Each line of the entries, from the first to the line containing "pub const MXCSR_DEFAULT: u32 = 0x1F80;", is to be transcribed exactly as it stands; include no other lines.
......
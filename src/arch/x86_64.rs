//! x86-64 (System V) context switching.

use super::{Arch, ContextEntry};
use core::arch::global_asm;

/// MXCSR at process start: all exceptions masked, round to nearest.
pub const MXCSR_DEFAULT: u32 = 0x1F80;
/// x87 control word at process start: extended precision, round to nearest.
pub const FPU_CW_DEFAULT: u16 = 0x037F;

/// Callee-saved register state of a suspended thread.
///
/// Includes the SSE and x87 control words, which the System V ABI also
/// treats as callee-saved. Field offsets are hard-coded in the switch
/// routine below.
#[repr(C)]
#[derive(Debug)]
pub struct X86_64Context {
    pub rsp: u64,
    pub r15: u64,
    pub r14: u64,
    pub r13: u64,
    pub r12: u64,
    pub rbx: u64,
    pub rbp: u64,
    pub mxcsr: u32,
    pub fpu_cw: u16,
}

impl Default for X86_64Context {
    fn default() -> Self {
        Self {
            rsp: 0,
            r15: 0,
            r14: 0,
            r13: 0,
            r12: 0,
            rbx: 0,
            rbp: 0,
            mxcsr: MXCSR_DEFAULT,
            fpu_cw: FPU_CW_DEFAULT,
        }
    }
}

// rdi = prev, rsi = next. The return address pushed by the call stays on
// the saved stack, so `ret` resumes the restored thread right after its own
// call to this routine (or at its entry point, see `init_context`).
global_asm!(
    ".text",
    ".global green_threads_context_switch",
    ".p2align 4",
    "green_threads_context_switch:",
    "mov [rdi + 0x00], rsp",
    "mov [rdi + 0x08], r15",
    "mov [rdi + 0x10], r14",
    "mov [rdi + 0x18], r13",
    "mov [rdi + 0x20], r12",
    "mov [rdi + 0x28], rbx",
    "mov [rdi + 0x30], rbp",
    "stmxcsr dword ptr [rdi + 0x38]",
    "fnstcw word ptr [rdi + 0x3c]",
    "mov rsp, [rsi + 0x00]",
    "mov r15, [rsi + 0x08]",
    "mov r14, [rsi + 0x10]",
    "mov r13, [rsi + 0x18]",
    "mov r12, [rsi + 0x20]",
    "mov rbx, [rsi + 0x28]",
    "mov rbp, [rsi + 0x30]",
    "ldmxcsr dword ptr [rsi + 0x38]",
    "fldcw word ptr [rsi + 0x3c]",
    "ret",
);

extern "C" {
    fn green_threads_context_switch(prev: *mut X86_64Context, next: *const X86_64Context);
}

/// x86-64 architecture implementation.
pub struct X86_64Arch;

impl Arch for X86_64Arch {
    type SavedContext = X86_64Context;

    #[inline]
    unsafe fn context_switch(prev: *mut Self::SavedContext, next: *const Self::SavedContext) {
        unsafe { green_threads_context_switch(prev, next) }
    }

    unsafe fn init_context(ctx: &mut Self::SavedContext, stack_top: *mut u8, entry: ContextEntry) {
        // Layout below stack_top:
        //   [top - 8]  0      fake return address, ends backtraces
        //   [top - 16] entry  popped by `ret` in the switch routine
        // After the pop rsp = top - 8, the alignment a callee expects.
        let top = stack_top as *mut u64;
        unsafe {
            top.sub(1).write(0);
            top.sub(2).write(entry as usize as u64);
        }

        *ctx = X86_64Context {
            rsp: top.wrapping_sub(2) as u64,
            ..X86_64Context::default()
        };
    }
}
......
Response:
filename src/arch/x86_64.rs
//! x86-64 (System V) context switching.

use super::{Arch, ContextEntry};
use core::arch::global_asm;

/// MXCSR at process start: all exceptions masked, round to nearest.
pub const MXCSR_DEFAULT: u32 = 0x1F80;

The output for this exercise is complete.